In vitro activity of E-4868, a new trifluoroquinolone, compared to six similar compounds.

The compound E-4868 (Laboratorios Dr. Esteve) is a trifluoro, 7-azetidinyl quinolone with properties resembling those of other fluoroquinolones. Its activity in vitro was compared to that of six other similar drugs against more than 700 nosocomial isolates using standard methods. The MIC50s of E-4868 for enteric bacilli ranged from 0.015 to 0.25 micrograms/ml, being highest for Providencia spp. Pseudomonas aeruginosa strains were two-fold more susceptible to E-4868 than to ofloxacin. MICs of E-4868 for Haemophilus influenzae, Moraxella catarrhalis and pathogenic Neisseria spp. were all < or = 0.12 micrograms/ml.
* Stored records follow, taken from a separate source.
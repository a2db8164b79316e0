//! vfscache CLI - Offline browser for persisted VFS caches
//!
//! Every command works on a private snapshot of the cache directory, so the
//! IDE that owns the cache can keep running.

use anyhow::{Context, Result, bail};
use clap::{Parser, Subcommand};
use std::fmt::Write as _;
use std::io::Write as _;
use std::path::PathBuf;
use std::sync::Arc;
use tracing::info;
use tracing_subscriber::{layer::SubscriberExt, util::SubscriberInitExt};
use vfscache_common::{RecordId, ViewerConfig};
use vfscache_storage::{
    DiskSizeComputer, DiskSizeEvent, DiskSizeListener, MemoState, Node, RecordInfo, Snapshot,
};

#[derive(Parser, Debug)]
#[command(name = "vfscache")]
#[command(about = "Browse a persisted VFS cache offline")]
#[command(version)]
struct Args {
    /// Configuration file path
    #[arg(short, long)]
    config: Option<PathBuf>,

    /// Cache directory (overrides the configuration file)
    #[arg(short = 'd', long, env = "VFSCACHE_DIR")]
    cache_dir: Option<PathBuf>,

    /// Log level
    #[arg(long, default_value = "warn")]
    log_level: String,

    #[command(subcommand)]
    command: Commands,
}

#[derive(Subcommand, Debug)]
enum Commands {
    /// List records without a parent
    Roots,
    /// List the children of a directory
    Ls {
        /// Record ID (defaults to the tree root)
        id: Option<u32>,
    },
    /// Print a directory tree
    Tree {
        /// Record ID (defaults to the tree root)
        id: Option<u32>,
        /// Levels below the starting record to print
        #[arg(long, default_value_t = 2)]
        depth: usize,
    },
    /// Show every property of a record
    Show {
        /// Record ID
        id: u32,
        /// Print JSON instead of a table
        #[arg(long)]
        json: bool,
    },
    /// Print the cached content of a file
    Cat {
        /// Record ID
        id: u32,
        /// Write the bytes unmodified and untruncated
        #[arg(long)]
        raw: bool,
    },
    /// Compute the cached size of a subtree
    Du {
        /// Record ID (defaults to the tree root)
        id: Option<u32>,
        /// Worker threads (overrides the configuration file)
        #[arg(short, long)]
        workers: Option<usize>,
    },
    /// Hex dump one attribute of a record
    Attr {
        /// Record ID
        id: u32,
        /// Attribute name
        name: String,
    },
    /// List registered attribute names, or the attributes of one record
    Attrs {
        /// Record ID
        #[arg(long)]
        record: Option<u32>,
    },
}

/// Logs progress of the root's direct children
struct ProgressLogger {
    snapshot: Arc<Snapshot>,
}

impl DiskSizeListener for ProgressLogger {
    fn on_event(&self, event: DiskSizeEvent, node: &Node) {
        let name = node.name(&self.snapshot);
        match event {
            DiskSizeEvent::Started => info!("Sizing {}", name),
            DiskSizeEvent::Done => match node.size_cell().state() {
                MemoState::Computed(size) => info!("Sized {}: {} bytes", name, size),
                state => info!("Sized {}: {:?}", name, state),
            },
        }
    }
}

fn load_config(args: &Args) -> Result<ViewerConfig> {
    let mut config = match &args.config {
        Some(path) => ViewerConfig::load(path)
            .with_context(|| format!("loading configuration {}", path.display()))?,
        None => ViewerConfig::default(),
    };
    // CLI takes precedence
    if let Some(dir) = &args.cache_dir {
        config.cache_dir = Some(dir.clone());
    }
    Ok(config)
}

fn start_id(snapshot: &Snapshot, id: Option<u32>) -> Result<RecordId> {
    match id {
        Some(id) => Ok(RecordId::new(id)),
        None => snapshot.root().context("no root record in cache"),
    }
}

fn format_timestamp(millis: i64) -> String {
    chrono::DateTime::from_timestamp_millis(millis).map_or_else(
        || millis.to_string(),
        |time| time.format("%Y-%m-%d %H:%M:%S%.3f UTC").to_string(),
    )
}

fn format_size(state: &MemoState<u64>) -> String {
    match state {
        MemoState::Computed(size) => size.to_string(),
        MemoState::Pending => "calculating".to_string(),
        MemoState::Unknown => "-".to_string(),
    }
}

fn hex_dump(bytes: &[u8]) -> String {
    let mut out = String::new();
    for (line, chunk) in bytes.chunks(16).enumerate() {
        let ascii: String = chunk
            .iter()
            .map(|&b| if b.is_ascii_graphic() || b == b' ' { b as char } else { '.' })
            .collect();
        let _ = writeln!(out, "{:08x}  {:<32}  {}", line * 16, hex::encode(chunk), ascii);
    }
    out
}

fn print_tree(snapshot: &Snapshot, node: &Node, indent: usize, depth: usize) {
    let marker = if node.is_directory() { "/" } else { "" };
    println!(
        "{:indent$}{}{} [{}]",
        "",
        node.name(snapshot),
        marker,
        node.id(),
        indent = indent * 2
    );
    if depth == 0 {
        return;
    }
    for child in node.children(snapshot) {
        print_tree(snapshot, &child, indent + 1, depth - 1);
    }
}

fn print_info(info: &RecordInfo) {
    println!("Record {}", info.id);
    println!("==========");
    println!("Name:              {}", info.name);
    println!("Parent:            {}", info.parent_id);
    println!("Content ID:        {}", info.content_id);
    println!("Content refs:      {}", info.content_ref_count);
    println!("Content size:      {}", info.content_size);
    println!("Children:          {}", info.child_count);
    println!(
        "Timestamp:         {} ({})",
        format_timestamp(info.timestamp),
        info.timestamp
    );
    println!("Mod count:         {}", info.mod_count);
    println!("Length:            {}", info.length);
    for (flag, set) in &info.flags {
        println!("{:<18} {}", format!("{flag}:"), set);
    }
    for warning in &info.warnings {
        println!("Warning: {warning}");
    }
}

fn main() -> Result<()> {
    // Parse command line arguments
    let args = Args::parse();

    // Initialize logging
    tracing_subscriber::registry()
        .with(
            tracing_subscriber::EnvFilter::try_from_default_env()
                .unwrap_or_else(|_| args.log_level.clone().into()),
        )
        .with(tracing_subscriber::fmt::layer().with_writer(std::io::stderr))
        .init();

    let config = load_config(&args)?;
    let Some(cache_dir) = config.cache_dir.clone() else {
        bail!("no cache directory: pass --cache-dir, set VFSCACHE_DIR or configure cache_dir");
    };
    let snapshot = Arc::new(
        Snapshot::open_with(&cache_dir, &config)
            .with_context(|| format!("opening cache {}", cache_dir.display()))?,
    );

    match args.command {
        Commands::Roots => {
            for id in snapshot.roots() {
                let name = snapshot.resolve_name(id).unwrap_or("?");
                println!("{:>10}  {name}", id.get());
            }
        }
        Commands::Ls { id } => {
            let node = snapshot.node(start_id(&snapshot, id)?);
            println!("{}", node.path(&snapshot));
            for child in node.children(&snapshot) {
                let kind = if child.is_directory() { 'd' } else { '-' };
                println!(
                    "{kind} {:>10}  {:>12}  {}",
                    child.id().get(),
                    format_size(&child.size_on_disk(&snapshot)),
                    child.name(&snapshot)
                );
            }
        }
        Commands::Tree { id, depth } => {
            let node = snapshot.node(start_id(&snapshot, id)?);
            print_tree(&snapshot, &node, 0, depth);
        }
        Commands::Show { id, json } => {
            let info = RecordInfo::collect(&snapshot, RecordId::new(id))?;
            if json {
                println!("{}", serde_json::to_string_pretty(&info)?);
            } else {
                print_info(&info);
            }
        }
        Commands::Cat { id, raw } => match snapshot.read_content(RecordId::new(id))? {
            None => println!("Content is not cached"),
            Some(bytes) if raw => std::io::stdout().lock().write_all(&bytes)?,
            Some(bytes) => {
                let limit = bytes.len().min(config.max_content_preview);
                print!("{}", String::from_utf8_lossy(&bytes[..limit]));
                if limit < bytes.len() {
                    println!("\n... ({} more bytes)", bytes.len() - limit);
                }
            }
        },
        Commands::Du { id, workers } => {
            let root = start_id(&snapshot, id)?;
            let listener = Arc::new(ProgressLogger {
                snapshot: Arc::clone(&snapshot),
            });
            let computer = DiskSizeComputer::new(workers.unwrap_or(config.workers))?
                .with_listener(listener);
            let total = computer.compute(&snapshot, root)?;

            let node = snapshot.node(root);
            for child in node.children(&snapshot) {
                println!(
                    "{:>12}  {}",
                    format_size(&child.size_on_disk(&snapshot)),
                    child.name(&snapshot)
                );
            }
            println!("{total:>12}  {}", node.path(&snapshot));
        }
        Commands::Attr { id, name } => {
            match snapshot.read_attribute(RecordId::new(id), &name)? {
                Some(bytes) => print!("{}", hex_dump(&bytes)),
                None => println!("Attribute {name} is not set on record {id}"),
            }
        }
        Commands::Attrs { record: None } => {
            for (id, name) in snapshot.attributes().names().iter() {
                println!("{:>5}  {name}", id.get());
            }
        }
        Commands::Attrs { record: Some(id) } => {
            let names = snapshot.attributes().names();
            for entry in snapshot.list_attributes(RecordId::new(id))? {
                let name = names.name_of(entry.id).unwrap_or("?");
                println!("{:>5}  {:<40}  {:?}", entry.id.get(), name, entry.slot);
            }
        }
    }

    Ok(())
}

#[cfg(test)]
mod tests {
    use super::*;

    #[test]
    fn test_hex_dump_layout() {
        let dump = hex_dump(b"0123456789abcdef\x00\xff");
        let lines: Vec<_> = dump.lines().collect();
        assert_eq!(lines.len(), 2);
        assert!(lines[0].starts_with("00000000  30313233"));
        assert!(lines[0].ends_with("0123456789abcdef"));
        assert!(lines[1].starts_with("00000010  00ff"));
        assert!(lines[1].ends_with(".."));
    }

    #[test]
    fn test_format_timestamp() {
        assert_eq!(format_timestamp(0), "1970-01-01 00:00:00.000 UTC");
        assert_eq!(format_timestamp(i64::MAX), i64::MAX.to_string());
    }

    #[test]
    fn test_cli_overrides_config_dir() {
        let args = Args::parse_from(["vfscache", "--cache-dir", "/tmp/cache", "roots"]);
        let config = load_config(&args).unwrap();
        assert_eq!(config.cache_dir, Some(PathBuf::from("/tmp/cache")));
        assert_eq!(config.workers, 8);
    }
}
//! vfscache Common - Shared types and utilities
//!
//! This crate provides the identifiers, error taxonomy and configuration
//! used across all vfscache components.

pub mod config;
pub mod error;
pub mod types;

pub use config::{CacheFiles, ViewerConfig};
pub use error::{Error, Result};
pub use types::*;
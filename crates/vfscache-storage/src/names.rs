//! Name interning table
//!
//! Names are kept by a persistent enumerator split over two files:
//!
//! ```text
//! names.dat            version:u32, then hash slots and 8-byte records
//!                      [hash:i32][keyRef:i32] (big-endian)
//! names.dat.keystream  append-only UTF strings; keyRef is a byte offset here
//! ```
//!
//! A name id is the byte offset of its record inside `names.dat`, so id 0
//! (inside the header) never names anything. The key stream is indexed once
//! at open; records are read on demand.

use crate::raw_io::RawFile;
use crate::varint::read_utf;
use bytes::{Buf, Bytes};
use std::collections::HashMap;
use std::path::{Path, PathBuf};
use tracing::debug;
use vfscache_common::{Error, NameId, Result};

/// Size of the version header at the start of `names.dat`
pub const NAMES_HEADER_SIZE: usize = 4;

/// Size of one enumerator record
pub const NAME_RECORD_SIZE: usize = 8;

/// Offset of the key stream reference inside a record
pub const KEY_REF_OFFSET: usize = 4;

/// Suffix of the file holding the strings themselves
pub const KEYSTREAM_SUFFIX: &str = ".keystream";

/// Path of the key stream belonging to the enumerator file at `path`
pub fn keystream_path(path: &Path) -> PathBuf {
    let mut name = path.as_os_str().to_owned();
    name.push(KEYSTREAM_SUFFIX);
    PathBuf::from(name)
}

/// Read-only id -> string table
#[derive(Debug, Default)]
pub struct NameTable {
    version: u32,
    records: Bytes,
    keys: HashMap<u32, Box<str>>,
}

impl NameTable {
    /// Load the enumerator file and its key stream
    pub fn open(path: impl AsRef<Path>) -> Result<Self> {
        let records = RawFile::open(path.as_ref())?;
        let keystream = RawFile::open(keystream_path(records.path()))?;
        let table = Self::from_bytes(records.read_all()?, keystream.read_all()?)?;
        debug!(
            "Indexed {} names from {}",
            table.len(),
            keystream.path().display()
        );
        Ok(table)
    }

    /// Index in-memory copies of the enumerator file and key stream
    pub fn from_bytes(records: Bytes, keystream: Bytes) -> Result<Self> {
        if records.len() < NAMES_HEADER_SIZE {
            return Err(Error::corrupt("names file shorter than its header"));
        }
        let version = (&records[..NAMES_HEADER_SIZE]).get_u32();

        let total = keystream.len();
        let mut buf = keystream;
        let mut keys = HashMap::new();
        while buf.has_remaining() {
            let offset = u32::try_from(total - buf.remaining())
                .map_err(|_| Error::corrupt("key stream larger than u32 offsets"))?;
            keys.insert(offset, read_utf(&mut buf)?.into_boxed_str());
        }
        Ok(Self {
            version,
            records,
            keys,
        })
    }

    /// Format version from the header
    pub const fn version(&self) -> u32 {
        self.version
    }

    /// Number of strings in the key stream
    pub fn len(&self) -> usize {
        self.keys.len()
    }

    pub fn is_empty(&self) -> bool {
        self.keys.is_empty()
    }

    /// Key stream offset stored in the record at `id`
    fn key_ref(&self, id: NameId) -> Result<u32> {
        let start = id.get() as usize;
        if start < NAMES_HEADER_SIZE || start + NAME_RECORD_SIZE > self.records.len() {
            return Err(Error::not_found(format!("name id {id}")));
        }
        let key_ref = (&self.records[start + KEY_REF_OFFSET..]).get_i32();
        u32::try_from(key_ref).map_err(|_| {
            Error::corrupt(format!("name id {id} has negative key offset {key_ref}"))
        })
    }

    /// Resolve an id to its string
    pub fn resolve(&self, id: NameId) -> Result<&str> {
        if id.is_none() {
            return Err(Error::not_found("name id 0"));
        }
        let key_ref = self.key_ref(id)?;
        self.keys.get(&key_ref).map(AsRef::as_ref).ok_or_else(|| {
            Error::corrupt(format!(
                "name id {id} points at key offset {key_ref}, which starts no string"
            ))
        })
    }
}
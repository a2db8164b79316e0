//! Positioned read-only file access
//!
//! Reads never move a shared cursor, so one `RawFile` can serve any number
//! of threads at once.

use bytes::Bytes;
use std::fs::File;
use std::io;
use std::path::{Path, PathBuf};
use vfscache_common::{Error, Result};

/// Wrap an I/O error with the path it happened on
pub(crate) fn io_error(path: &Path, action: &str, err: &io::Error) -> Error {
    Error::Io(io::Error::new(
        err.kind(),
        format!("failed to {action} {}: {err}", path.display()),
    ))
}

/// Read-only file handle with positioned reads
#[derive(Debug)]
pub struct RawFile {
    file: File,
    path: PathBuf,
    size: u64,
}

impl RawFile {
    /// Open a file for positioned reads
    pub fn open(path: impl AsRef<Path>) -> Result<Self> {
        let path = path.as_ref().to_path_buf();
        let file = File::open(&path).map_err(|e| io_error(&path, "open", &e))?;
        let size = file
            .metadata()
            .map_err(|e| io_error(&path, "stat", &e))?
            .len();

        Ok(Self { file, path, size })
    }

    /// Get the file size
    pub const fn size(&self) -> u64 {
        self.size
    }

    /// Get the file path
    pub fn path(&self) -> &Path {
        &self.path
    }

    /// Read `len` bytes starting at `offset`
    ///
    /// A range past the end of the file is corruption of whoever pointed here.
    pub fn read_at(&self, offset: u64, len: usize) -> Result<Bytes> {
        let end = offset.checked_add(len as u64);
        if end.is_none_or(|end| end > self.size) {
            return Err(Error::corrupt(format!(
                "read of {len} bytes at {offset} exceeds {} ({} bytes)",
                self.path.display(),
                self.size
            )));
        }

        let mut buf = vec![0u8; len];
        self.read_exact_at(&mut buf, offset)
            .map_err(|e| io_error(&self.path, "read", &e))?;
        Ok(Bytes::from(buf))
    }

    /// Read the whole file into memory
    pub fn read_all(&self) -> Result<Bytes> {
        let len = usize::try_from(self.size).map_err(|_| {
            Error::corrupt(format!("{} is too large to load", self.path.display()))
        })?;
        self.read_at(0, len)
    }

    #[cfg(unix)]
    fn read_exact_at(&self, buf: &mut [u8], offset: u64) -> io::Result<()> {
        use std::os::unix::fs::FileExt;
        self.file.read_exact_at(buf, offset)
    }

    #[cfg(windows)]
    fn read_exact_at(&self, mut buf: &mut [u8], mut offset: u64) -> io::Result<()> {
        use std::os::windows::fs::FileExt;
        while !buf.is_empty() {
            match self.file.seek_read(buf, offset) {
                Ok(0) => return Err(io::ErrorKind::UnexpectedEof.into()),
                Ok(n) => {
                    buf = &mut buf[n..];
                    offset += n as u64;
                }
                Err(e) if e.kind() == io::ErrorKind::Interrupted => {}
                Err(e) => return Err(e),
            }
        }
        Ok(())
    }
}
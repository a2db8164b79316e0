//! On-disk layout definitions
//!
//! Records file:
//! ```text
//! +------------------+  offset 0
//! |  Record 0        |  40 bytes - file header, never a valid record
//! +------------------+  offset 40
//! |  Record 1        |  parent:i32 name:i32 flags:i32 attrs:i32 content:i32
//! |                  |  timestamp:i64 modCount:i32 length:i64   (little-endian)
//! +------------------+
//! |  ...             |  record id * 40 = record offset
//! +------------------+
//! ```
//!
//! Page store index (`<name>.storageRecordIndex`, big-endian):
//! ```text
//! +------------------+  offset 0
//! |  Header          |  8 bytes - magic, version
//! +------------------+  offset 8
//! |  Page 1 entry    |  address:i64 size:i32 capacity:i32 [refCount:i32]
//! +------------------+
//! |  ...             |  page n at 8 + (n - 1) * entry size
//! +------------------+
//! ```
//! Page bytes live in `<name>.storageData` at `address .. address + size`.

use serde::Serialize;
use vfscache_common::{
    AttributeRecordId, ContentId, Error, NameId, RecordField, RecordFlags, RecordId, Result,
};

/// Size of one record in bytes
pub const RECORD_SIZE: usize = 40;

/// Size of the page store index header
pub const PAGE_INDEX_HEADER_SIZE: usize = 8;

/// Suffix of the page store index file
pub const PAGE_INDEX_SUFFIX: &str = ".storageRecordIndex";

/// Suffix of the page store data file
pub const PAGE_DATA_SUFFIX: &str = ".storageData";

/// Attribute values shorter than this are inlined in the attribute stream
pub const MAX_SMALL_ATTR_SIZE: i32 = 64;

/// Read a little-endian `u32` at `offset`
pub(crate) fn le_u32(data: &[u8], offset: usize) -> u32 {
    let mut raw = [0u8; 4];
    raw.copy_from_slice(&data[offset..offset + 4]);
    u32::from_le_bytes(raw)
}

/// Read a little-endian `i64` at `offset`
pub(crate) fn le_i64(data: &[u8], offset: usize) -> i64 {
    let mut raw = [0u8; 8];
    raw.copy_from_slice(&data[offset..offset + 8]);
    i64::from_le_bytes(raw)
}

/// One fully decoded record
#[derive(Clone, Copy, Debug, PartialEq, Eq, Serialize)]
pub struct Record {
    pub parent_id: RecordId,
    pub name_id: NameId,
    #[serde(serialize_with = "serialize_flags")]
    pub flags: RecordFlags,
    pub attribute_record_id: AttributeRecordId,
    pub content_id: ContentId,
    pub timestamp: i64,
    pub mod_count: i32,
    pub length: i64,
}

fn serialize_flags<S: serde::Serializer>(
    flags: &RecordFlags,
    serializer: S,
) -> std::result::Result<S::Ok, S::Error> {
    serializer.serialize_u32(flags.bits())
}

impl Record {
    /// Parse a record from exactly one record's bytes
    pub fn from_bytes(data: &[u8]) -> Result<Self> {
        if data.len() < RECORD_SIZE {
            return Err(Error::corrupt(format!(
                "record needs {RECORD_SIZE} bytes, got {}",
                data.len()
            )));
        }

        let int = |field: RecordField| le_u32(data, field.offset());
        Ok(Self {
            parent_id: RecordId::new(int(RecordField::ParentId)),
            name_id: NameId::new(int(RecordField::NameId)),
            flags: RecordFlags::from_bits(int(RecordField::Flags)),
            attribute_record_id: AttributeRecordId::new(int(RecordField::AttributeRecordId)),
            content_id: ContentId::new(int(RecordField::ContentId)),
            timestamp: le_i64(data, RecordField::Timestamp.offset()),
            mod_count: int(RecordField::ModCount) as i32,
            length: le_i64(data, RecordField::Length.offset()),
        })
    }

    #[must_use]
    pub const fn is_directory(&self) -> bool {
        self.flags.contains(RecordFlags::IS_DIRECTORY)
    }

    #[must_use]
    pub const fn is_free(&self) -> bool {
        self.flags.contains(RecordFlags::FREE_RECORD)
    }
}

/// Shape of a page store index entry
#[derive(Clone, Copy, Debug, PartialEq, Eq)]
pub enum PageIndexLayout {
    /// address, size, capacity
    Plain,
    /// address, size, capacity, reference count
    RefCounted,
}

impl PageIndexLayout {
    /// Entry size in bytes
    #[must_use]
    pub const fn entry_size(self) -> usize {
        match self {
            Self::Plain => 16,
            Self::RefCounted => 20,
        }
    }
}

/// One decoded page store index entry
#[derive(Clone, Copy, Debug, PartialEq, Eq, Serialize)]
pub struct PageEntry {
    /// Offset of the page bytes in the data file
    pub address: u64,
    /// Bytes in use
    pub size: u32,
    /// Bytes reserved by the allocator
    pub capacity: u32,
    /// Reference count (reference-counted stores only)
    pub ref_count: Option<u32>,
}

impl PageEntry {
    /// Parse an index entry in the given layout
    pub fn from_bytes(data: &[u8], layout: PageIndexLayout) -> Result<Self> {
        if data.len() < layout.entry_size() {
            return Err(Error::corrupt("page index entry too small"));
        }

        let address = i64::from_be_bytes(array(&data[0..8]));
        let size = i32::from_be_bytes(array(&data[8..12]));
        let capacity = i32::from_be_bytes(array(&data[12..16]));
        let ref_count = match layout {
            PageIndexLayout::Plain => None,
            PageIndexLayout::RefCounted => Some(i32::from_be_bytes(array(&data[16..20]))),
        };

        let non_negative = |value: i64, what: &str| {
            u64::try_from(value).map_err(|_| Error::corrupt(format!("negative page {what}: {value}")))
        };
        Ok(Self {
            address: non_negative(address, "address")?,
            size: non_negative(i64::from(size), "size")? as u32,
            capacity: non_negative(i64::from(capacity), "capacity")? as u32,
            ref_count: ref_count
                .map(|count| non_negative(i64::from(count), "reference count"))
                .transpose()?
                .map(|count| count as u32),
        })
    }

    /// Reserved but unused bytes
    #[must_use]
    pub const fn slack(&self) -> u32 {
        self.capacity.saturating_sub(self.size)
    }
}

fn array<const N: usize>(data: &[u8]) -> [u8; N] {
    let mut raw = [0u8; N];
    raw.copy_from_slice(data);
    raw
}

/// Capacity the producing allocator reserves for a blob of `required` bytes
///
/// 20% growth room, capped at the next 1 KiB boundary, never below 8 bytes
/// when an attribute page was claimed for the request and 32 otherwise.
#[must_use]
pub fn calculate_capacity(required: u32, attr_page_requested: bool) -> u32 {
    let minimum = if attr_page_requested { 8 } else { 32 };
    let grown = u64::from(required) * 6 / 5;
    let boundary = (u64::from(required) / 1024 + 1) * 1024;
    let capacity = grown.min(boundary).max(minimum);
    u32::try_from(capacity).unwrap_or(u32::MAX)
}

#[cfg(test)]
mod tests {
    use super::*;

    fn record_bytes() -> Vec<u8> {
        let mut buf = Vec::with_capacity(RECORD_SIZE);
        buf.extend_from_slice(&1u32.to_le_bytes());
        buf.extend_from_slice(&9u32.to_le_bytes());
        buf.extend_from_slice(&0x102u32.to_le_bytes());
        buf.extend_from_slice(&3u32.to_le_bytes());
        buf.extend_from_slice(&4u32.to_le_bytes());
        buf.extend_from_slice(&1_600_000_000_000i64.to_le_bytes());
        buf.extend_from_slice(&(-7i32).to_le_bytes());
        buf.extend_from_slice(&123_456i64.to_le_bytes());
        buf
    }

    #[test]
    fn test_record_from_bytes() {
        let record = Record::from_bytes(&record_bytes()).unwrap();
        assert_eq!(record.parent_id, RecordId::new(1));
        assert_eq!(record.name_id, NameId::new(9));
        assert!(record.is_directory());
        assert!(record.is_free());
        assert_eq!(record.attribute_record_id, AttributeRecordId::new(3));
        assert_eq!(record.content_id, ContentId::new(4));
        assert_eq!(record.timestamp, 1_600_000_000_000);
        assert_eq!(record.mod_count, -7);
        assert_eq!(record.length, 123_456);
    }

    #[test]
    fn test_short_record_is_corrupt() {
        assert!(Record::from_bytes(&[0u8; 39]).unwrap_err().is_corrupt());
    }

    #[test]
    fn test_page_entry_layouts() {
        let mut buf = Vec::new();
        buf.extend_from_slice(&4096i64.to_be_bytes());
        buf.extend_from_slice(&100i32.to_be_bytes());
        buf.extend_from_slice(&120i32.to_be_bytes());
        buf.extend_from_slice(&3i32.to_be_bytes());

        let plain = PageEntry::from_bytes(&buf, PageIndexLayout::Plain).unwrap();
        assert_eq!(plain.address, 4096);
        assert_eq!(plain.size, 100);
        assert_eq!(plain.slack(), 20);
        assert_eq!(plain.ref_count, None);

        let counted = PageEntry::from_bytes(&buf, PageIndexLayout::RefCounted).unwrap();
        assert_eq!(counted.ref_count, Some(3));
    }

    #[test]
    fn test_negative_page_size_is_corrupt() {
        let mut buf = Vec::new();
        buf.extend_from_slice(&0i64.to_be_bytes());
        buf.extend_from_slice(&(-1i32).to_be_bytes());
        buf.extend_from_slice(&0i32.to_be_bytes());
        assert!(
            PageEntry::from_bytes(&buf, PageIndexLayout::Plain)
                .unwrap_err()
                .is_corrupt()
        );
    }

    #[test]
    fn test_capacity_policy() {
        assert_eq!(calculate_capacity(0, false), 32);
        assert_eq!(calculate_capacity(0, true), 8);
        assert_eq!(calculate_capacity(100, false), 120);
        // 20% of 1000 would cross the 1 KiB boundary
        assert_eq!(calculate_capacity(1000, false), 1024);
        assert_eq!(calculate_capacity(5000, true), 5120);
    }
}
E-4868 was equal in activity to or eight-fold more active than ciprofloxacin against gram-positive cocci. The MICs of E-4868 for pneumococci were all < or = 0.5 micrograms/ml but anaerobes such as Bacteroides fragilis were generally less susceptible (MIC90, 4 micrograms/ml). There was almost complete cross-resistance to several other fluoroquinolones. Resistant mutants were selected by a multiple passage technique but the rate of mutation to resistance was very low (< 10(-8)) at an 8 x MIC.